DR Congo: “We want to be sovereign”

As of: 11/20/2021 5:56 a.m.

More and more attacks on the population have triggered a wave of refugees in the DR Congo. Most recently, the infamous M23 marched in – a militia that actually has a peace agreement with the government.

By Norbert Hahn, ARD Studio Nairobi

Their belongings, tied in brightly colored cloths, transported on their heads across a border that they had passed in the other direction a few days ago: the women from the region around Bunagana, in the east of the Democratic Republic of the Congo, know their way. They know where to run when the gun thunder gets louder and the fear unbearable. If there are rebels on the march again, it goes over to Uganda. When it gets quiet, it goes back to the DR Congo.

Norbert Hahn
ARD-Studio Nairobi

The most necessary belongings on their heads: women like Neema Sifa flee from the DR Congo, sometimes several times across the border to Uganda – and back.

“We have just walked ten kilometers,” says Neema Sifa when she arrives in her village of Tshanzu on the Congolese side of the border. When she enters her house with her six children, she already knows what to expect: “Everything I have is gone. Thieves broke into my house before the rebels,” says Sifa. “Mattresses and chairs are gone too. The authorities should help us.” But the authorities are happy that they were able to repel the attackers at all.

Militia M23 causes panic

“The rebels came from Rwanda and went back to Rwanda,” says Colonel Luc Nyengele Bakole, local army spokesman. “We have called on the people to remain calm. They have their army and police to protect them.”
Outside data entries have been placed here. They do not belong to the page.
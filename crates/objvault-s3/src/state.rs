//! Shared application state for the request pipeline.

use crate::batcher::AccessTimeBatcher;
use crate::error::S3Result;
use crate::events::EventHooks;
use objvault_auth::SigV4Verifier;
use objvault_common::ServerConfig;
use objvault_engine::ByteEngine;
use objvault_raft::ReplicatedStore;
use objvault_store::{ReadTxn, Store};
use std::sync::Arc;

/// State shared across handlers.
pub struct AppState {
    pub config: ServerConfig,
    pub replicated: ReplicatedStore,
    pub engine: Arc<dyn ByteEngine>,
    /// `None` disables authentication (development / tests only).
    pub verifier: Option<SigV4Verifier>,
    pub hooks: EventHooks,
    pub access_times: AccessTimeBatcher,
}

impl AppState {
    /// Assemble a single-node deployment with SigV4 enabled.
    pub fn single_node(
        config: ServerConfig,
        store: Arc<Store>,
        engine: Arc<dyn ByteEngine>,
    ) -> Self {
        let provider = Arc::new(crate::auth::StoreCredentials::new(store.clone()));
        let verifier = SigV4Verifier::new(
            provider,
            config.region.clone(),
            config.admin_access_key.clone(),
            config.admin_secret_key.clone(),
        )
        .with_ip_policy(config.ip_allowlist.clone(), config.ip_blocklist.clone());
        let replicated = ReplicatedStore::single_node(store)
            .with_apply_timeout(std::time::Duration::from_secs(config.apply_timeout_secs.max(1)));

        Self {
            config,
            replicated,
            engine,
            verifier: Some(verifier),
            hooks: EventHooks::new(),
            access_times: AccessTimeBatcher::new(),
        }
    }

    /// Assemble with authentication disabled; every request acts as admin.
    pub fn single_node_no_auth(
        config: ServerConfig,
        store: Arc<Store>,
        engine: Arc<dyn ByteEngine>,
    ) -> Self {
        let mut state = Self::single_node(config, store, engine);
        state.verifier = None;
        state
    }

    /// Open a read transaction on the local store.
    pub fn read(&self) -> S3Result<ReadTxn> {
        Ok(self.replicated.store().begin_read()?)
    }

    /// The local store (reads are always local, even on followers).
    #[must_use]
    pub fn store(&self) -> &Arc<Store> {
        self.replicated.store()
    }
}
//! IAM-style policy documents and their evaluation.
//!
//! Evaluation is deny-overrides: any matching Deny statement wins, then any
//! matching Allow admits, and everything else is an implicit deny. A
//! non-admin identity with no attached policies is therefore denied.

use serde::{Deserialize, Serialize};
use tracing::warn;

/// A policy document (bucket policy or named IAM policy)
#[derive(Debug, Clone, Serialize, Deserialize)]
#[serde(rename_all = "PascalCase")]
pub struct PolicyDocument {
    #[serde(default = "default_version")]
    pub version: String,
    #[serde(default, skip_serializing_if = "Option::is_none")]
    pub id: Option<String>,
    #[serde(rename = "Statement")]
    pub statements: Vec<PolicyStatement>,
}

fn default_version() -> String {
    "2012-10-17".to_string()
}

impl PolicyDocument {
    /// Parse a policy from JSON
    pub fn from_json(json: &str) -> Result<Self, serde_json::Error> {
        serde_json::from_str(json)
    }
}

/// A single statement
#[derive(Debug, Clone, Serialize, Deserialize)]
#[serde(rename_all = "PascalCase")]
pub struct PolicyStatement {
    #[serde(default, skip_serializing_if = "Option::is_none")]
    pub sid: Option<String>,
    pub effect: Effect,
    #[serde(default)]
    pub principal: Principal,
    pub action: StringOrList,
    pub resource: StringOrList,
}

/// Allow or Deny
#[derive(Debug, Clone, Copy, PartialEq, Eq, Serialize, Deserialize)]
pub enum Effect {
    Allow,
    Deny,
}

/// Principal: `"*"`, a single ARN, or `{"AWS": ...}`
#[derive(Debug, Clone, Default, Serialize, Deserialize)]
#[serde(untagged)]
pub enum Principal {
    #[default]
    #[serde(skip_deserializing)]
    Unspecified,
    Literal(String),
    Aws {
        #[serde(rename = "AWS")]
        aws: StringOrList,
    },
}

impl Principal {
    /// True when the statement applies to everyone
    #[must_use]
    pub fn is_wildcard(&self) -> bool {
        match self {
            Principal::Unspecified => true,
            Principal::Literal(s) => s == "*",
            Principal::Aws { aws } => aws.iter().any(|s| s == "*"),
        }
    }
}

/// A string or list of strings, as AWS policies allow in Action/Resource
#[derive(Debug, Clone, Serialize, Deserialize)]
#[serde(untagged)]
pub enum StringOrList {
    Single(String),
    List(Vec<String>),
}

impl StringOrList {
    pub fn iter(&self) -> impl Iterator<Item = &str> {
        match self {
            StringOrList::Single(s) => std::slice::from_ref(s).iter().map(String::as_str),
            StringOrList::List(v) => v.as_slice().iter().map(String::as_str),
        }
    }
}

/// Evaluation result
#[derive(Debug, Clone, Copy, PartialEq, Eq)]
pub enum PolicyDecision {
    Allow,
    Deny,
    /// No matching statement
    ImplicitDeny,
}

/// Evaluate an ordered list of policy documents against an action and
/// resource ARN. Documents that fail to parse are skipped (logged), never
/// treated as a grant.
#[must_use]
pub fn evaluate_documents(documents: &[String], action: &str, resource: &str) -> PolicyDecision {
    let mut allowed = false;
    for doc in documents {
        let policy = match PolicyDocument::from_json(doc) {
            Ok(p) => p,
            Err(e) => {
                warn!(error = %e, "skipping unparseable policy document");
                continue;
            }
        };
        match evaluate(&policy, action, resource) {
            PolicyDecision::Deny => return PolicyDecision::Deny,
            PolicyDecision::Allow => allowed = true,
            PolicyDecision::ImplicitDeny => {}
        }
    }
    if allowed {
        PolicyDecision::Allow
    } else {
        PolicyDecision::ImplicitDeny
    }
}

/// Evaluate one document.
#[must_use]
pub fn evaluate(policy: &PolicyDocument, action: &str, resource: &str) -> PolicyDecision {
    let mut allowed = false;
    for statement in &policy.statements {
        let matches = statement.action.iter().any(|p| action_matches(p, action))
            && statement.resource.iter().any(|p| wildcard_match(p, resource));
        if !matches {
            continue;
        }
        match statement.effect {
            Effect::Deny => return PolicyDecision::Deny,
            Effect::Allow => allowed = true,
        }
    }
    if allowed {
        PolicyDecision::Allow
    } else {
        PolicyDecision::ImplicitDeny
    }
}

fn action_matches(pattern: &str, action: &str) -> bool {
    wildcard_match(pattern, action)
}

/// Case-sensitive glob match supporting `*` (any run) and `?` (one char).
#[must_use]
pub fn wildcard_match(pattern: &str, value: &str) -> bool {
    let p: Vec<char> = pattern.chars().collect();
    let v: Vec<char> = value.chars().collect();

    // Iterative backtracking matcher: remembers the last `*` position.
    let (mut pi, mut vi) = (0usize, 0usize);
    let mut star: Option<(usize, usize)> = None;
    while vi < v.len() {
        if pi < p.len() && (p[pi] == '?' || p[pi] == v[vi]) {
            pi += 1;
            vi += 1;
        } else if pi < p.len() && p[pi] == '*' {
            star = Some((pi, vi));
            pi += 1;
        } else if let Some((spi, svi)) = star {
            pi = spi + 1;
            vi = svi + 1;
            star = Some((spi, svi + 1));
        } else {
            return false;
        }
    }
    while pi < p.len() && p[pi] == '*' {
        pi += 1;
    }
    pi == p.len()
}

/// Does this bucket policy grant anonymous read access? True when any Allow
/// statement names `Principal:"*"` and covers `s3:GetObject` (or `s3:*`).
/// Works on the parsed document, so re-serialized JSON detects identically.
#[must_use]
pub fn allows_public_read(policy_json: &str) -> bool {
    let Ok(policy) = PolicyDocument::from_json(policy_json) else {
        return false;
    };
    policy.statements.iter().any(|s| {
        s.effect == Effect::Allow
            && s.principal.is_wildcard()
            && s.action
                .iter()
                .any(|a| a == "s3:GetObject" || a == "s3:*" || a == "*")
    })
}
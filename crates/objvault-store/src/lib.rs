//! Embedded transactional metadata store for ObjVault.
//!
//! A fixed set of keyspaces over one redb database: snapshot-isolated
//! readers, a single bounded-wait writer, per-keyspace sequence allocators,
//! a sequenced change log, and whole-store snapshot/restore. Typed accessors
//! for each record family sit on top; the `apply_*` mutations are reserved
//! for the command applier so replicas stay byte-identical.

pub mod bucket;
pub mod error;
pub mod iam;
pub mod object;
pub mod store;
pub mod system;
pub mod tables;

pub use error::{Result, StoreError};
pub use store::{decode_json, ReadTxn, Store, WriteTxn};
pub use tables::Keyspace;
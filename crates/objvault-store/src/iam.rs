//! Typed IAM record access: access keys, users, groups, named policies.

use crate::error::Result;
use crate::store::{decode_json, ReadTxn, WriteTxn};
use crate::tables::Keyspace;
use objvault_common::types::{AccessKey, IamGroup, IamPolicyRecord, IamUser};

pub fn get_access_key(rtx: &ReadTxn, access_key: &str) -> Result<Option<AccessKey>> {
    Ok(rtx
        .get(Keyspace::AccessKeys, access_key.as_bytes())?
        .and_then(|v| decode_json(Keyspace::AccessKeys, access_key.as_bytes(), &v)))
}

pub fn get_user(rtx: &ReadTxn, user_id: &str) -> Result<Option<IamUser>> {
    Ok(rtx
        .get(Keyspace::IamUsers, user_id.as_bytes())?
        .and_then(|v| decode_json(Keyspace::IamUsers, user_id.as_bytes(), &v)))
}

pub fn get_group(rtx: &ReadTxn, name: &str) -> Result<Option<IamGroup>> {
    Ok(rtx
        .get(Keyspace::IamGroups, name.as_bytes())?
        .and_then(|v| decode_json(Keyspace::IamGroups, name.as_bytes(), &v)))
}

pub fn get_policy(rtx: &ReadTxn, name: &str) -> Result<Option<IamPolicyRecord>> {
    Ok(rtx
        .get(Keyspace::IamPolicies, name.as_bytes())?
        .and_then(|v| decode_json(Keyspace::IamPolicies, name.as_bytes(), &v)))
}

/// Resolve the policy documents effective for a user: the user's own
/// attached policies plus those of every group the user belongs to.
pub fn policy_documents_for_user(rtx: &ReadTxn, user_id: &str) -> Result<Vec<String>> {
    let Some(user) = get_user(rtx, user_id)? else {
        return Ok(Vec::new());
    };

    let mut names: Vec<String> = user.policy_names.clone();
    for group_name in &user.groups {
        if let Some(group) = get_group(rtx, group_name)? {
            names.extend(group.policy_names);
        }
    }
    names.sort_unstable();
    names.dedup();

    let mut docs = Vec::with_capacity(names.len());
    for name in &names {
        if let Some(policy) = get_policy(rtx, name)? {
            docs.push(policy.document);
        }
    }
    Ok(docs)
}

// ── Applier mutations ─────────────────────────────────────────────────────────

pub fn apply_create_access_key(txn: &mut WriteTxn<'_>, key: &AccessKey) -> Result<()> {
    txn.put(
        Keyspace::AccessKeys,
        key.access_key.as_bytes(),
        &serde_json::to_vec(key).expect("access key serializes"),
    )
}

pub fn apply_delete_access_key(txn: &mut WriteTxn<'_>, access_key: &str) -> Result<()> {
    txn.delete(Keyspace::AccessKeys, access_key.as_bytes())?;
    Ok(())
}

/// Remove STS keys whose expiration precedes `now` (carried in the command
/// payload so replicas agree). Returns the local count.
pub fn apply_prune_expired_access_keys(txn: &mut WriteTxn<'_>, now: i64) -> Result<u64> {
    txn.delete_where(Keyspace::AccessKeys, |k, v| {
        decode_json::<AccessKey>(Keyspace::AccessKeys, k, v)
            .is_some_and(|key| key.is_expired(now))
    })
}

pub fn apply_create_user(txn: &mut WriteTxn<'_>, user: &IamUser) -> Result<()> {
    txn.put(
        Keyspace::IamUsers,
        user.user_id.as_bytes(),
        &serde_json::to_vec(user).expect("user record serializes"),
    )
}

pub fn apply_delete_user(txn: &mut WriteTxn<'_>, user_id: &str) -> Result<()> {
    txn.delete(Keyspace::IamUsers, user_id.as_bytes())?;
    Ok(())
}

pub fn apply_create_group(txn: &mut WriteTxn<'_>, group: &IamGroup) -> Result<()> {
    txn.put(
        Keyspace::IamGroups,
        group.name.as_bytes(),
        &serde_json::to_vec(group).expect("group record serializes"),
    )
}

pub fn apply_delete_group(txn: &mut WriteTxn<'_>, name: &str) -> Result<()> {
    txn.delete(Keyspace::IamGroups, name.as_bytes())?;
    Ok(())
}

pub fn apply_create_policy(txn: &mut WriteTxn<'_>, policy: &IamPolicyRecord) -> Result<()> {
    txn.put(
        Keyspace::IamPolicies,
        policy.name.as_bytes(),
        &serde_json::to_vec(policy).expect("policy record serializes"),
    )
}

pub fn apply_delete_policy(txn: &mut WriteTxn<'_>, name: &str) -> Result<()> {
    txn.delete(Keyspace::IamPolicies, name.as_bytes())?;
    Ok(())
}

pub fn apply_attach_user_policy(
    txn: &mut WriteTxn<'_>,
    user_id: &str,
    policy_name: &str,
) -> Result<()> {
    let Some(raw) = txn.get(Keyspace::IamUsers, user_id.as_bytes())? else {
        return Ok(());
    };
    let Some(mut user) = decode_json::<IamUser>(Keyspace::IamUsers, user_id.as_bytes(), &raw)
    else {
        return Ok(());
    };
    if !user.policy_names.iter().any(|n| n == policy_name) {
        user.policy_names.push(policy_name.to_string());
        txn.put(
            Keyspace::IamUsers,
            user_id.as_bytes(),
            &serde_json::to_vec(&user).expect("user record serializes"),
        )?;
    }
    Ok(())
}
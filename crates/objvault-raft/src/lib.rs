//! Replicated command layer for ObjVault metadata.
//!
//! Every metadata mutation is one of the commands in [`codec`], encoded as a
//! tagged JSON envelope and fed through a consensus log. The [`Applier`]
//! executes committed commands deterministically on every replica; the
//! [`ReplicatedStore`] is the leader-gated write surface the request
//! pipeline talks to. The command-tag table lives only in the codec module;
//! the replicated store depends on the codec and the applier owns dispatch.

pub mod applier;
pub mod codec;
pub mod replicated;

pub use applier::Applier;
pub use codec::{Command, CodecError};
pub use replicated::{Consensus, ConsensusError, LocalNode, ReplicatedStore, DEFAULT_APPLY_TIMEOUT};
//! Filesystem data plane for ObjVault object bytes.
//!
//! The metadata plane treats this engine as authoritative for bytes and
//! transient for listings. [`ByteEngine`] is the capability contract the
//! request pipeline consumes; [`FsEngine`] is the shipped implementation:
//! one directory per bucket, version bytes under a `.versions` tree, and a
//! per-upload multipart staging directory.

pub mod engine;
pub mod error;
pub mod fs;

pub use engine::{ByteEngine, EngineObject, ObjectReader};
pub use error::{EngineError, Result};
pub use fs::FsEngine;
It is often not that far. Even the first reports that the attackers could be the notorious M23 militia group had panicked the region. After just a few hours, 5,000 people were on the run. The Congolese government had actually signed a peace agreement with the M23. Because the government is still not adhering to it, this incident has now occurred, according to the leadership of the group.

The horror has long since become part of everyday life in Eastern Congo: That is why there are now five million refugees in the country, and another million have left the Congo. In the first half of this year alone, over 1.3 million people fled within the country – more than anywhere else on the continent, complains the UN refugee agency UNHCR.

Colonel Luc Nyengele Bakole assures that the authorities are protecting the population. But she doesn’t feel safe – and flees again and again.

“Our state takes it too easy”

At the same time, the UN Food Organization (FAO) warns of the worsening food crisis in the country: For 27 million people – almost a quarter of the population – daily food is not secure. And where there is food, there is often not enough money to buy it, according to the FAO.

People have fought and died for years. 20,000 UN soldiers are supposed to ensure a peace that does not want to occur. The number of militias has increased over the years, but the ability to fight them has not. And so people continue to die in the DR Congo. “Why are we constantly being attacked by people our government knows?” Asks Samson Kukira, who is a civil society representative in the Rutshuru region on the Ugandan border. “Our state takes all of this too lightly. We want to be sovereign, but we are not.”

The world public has long got used to the suffering in the Congo and so it is no wonder that the FAO has only raised $ 4.5 million for its projects there to date – but 65 million are needed.

“We finally want peace,” says Amani Mudumbi from the border town of Bunagana. He’s on his way back too, with a full yellow plastic bag on his head and a backpack over his shoulder. A young man behind whom there is more than an escape stage. “The authorities should finally protect us from the enemy,” he says. “We would be happy if we didn’t have to leave our villages every day.”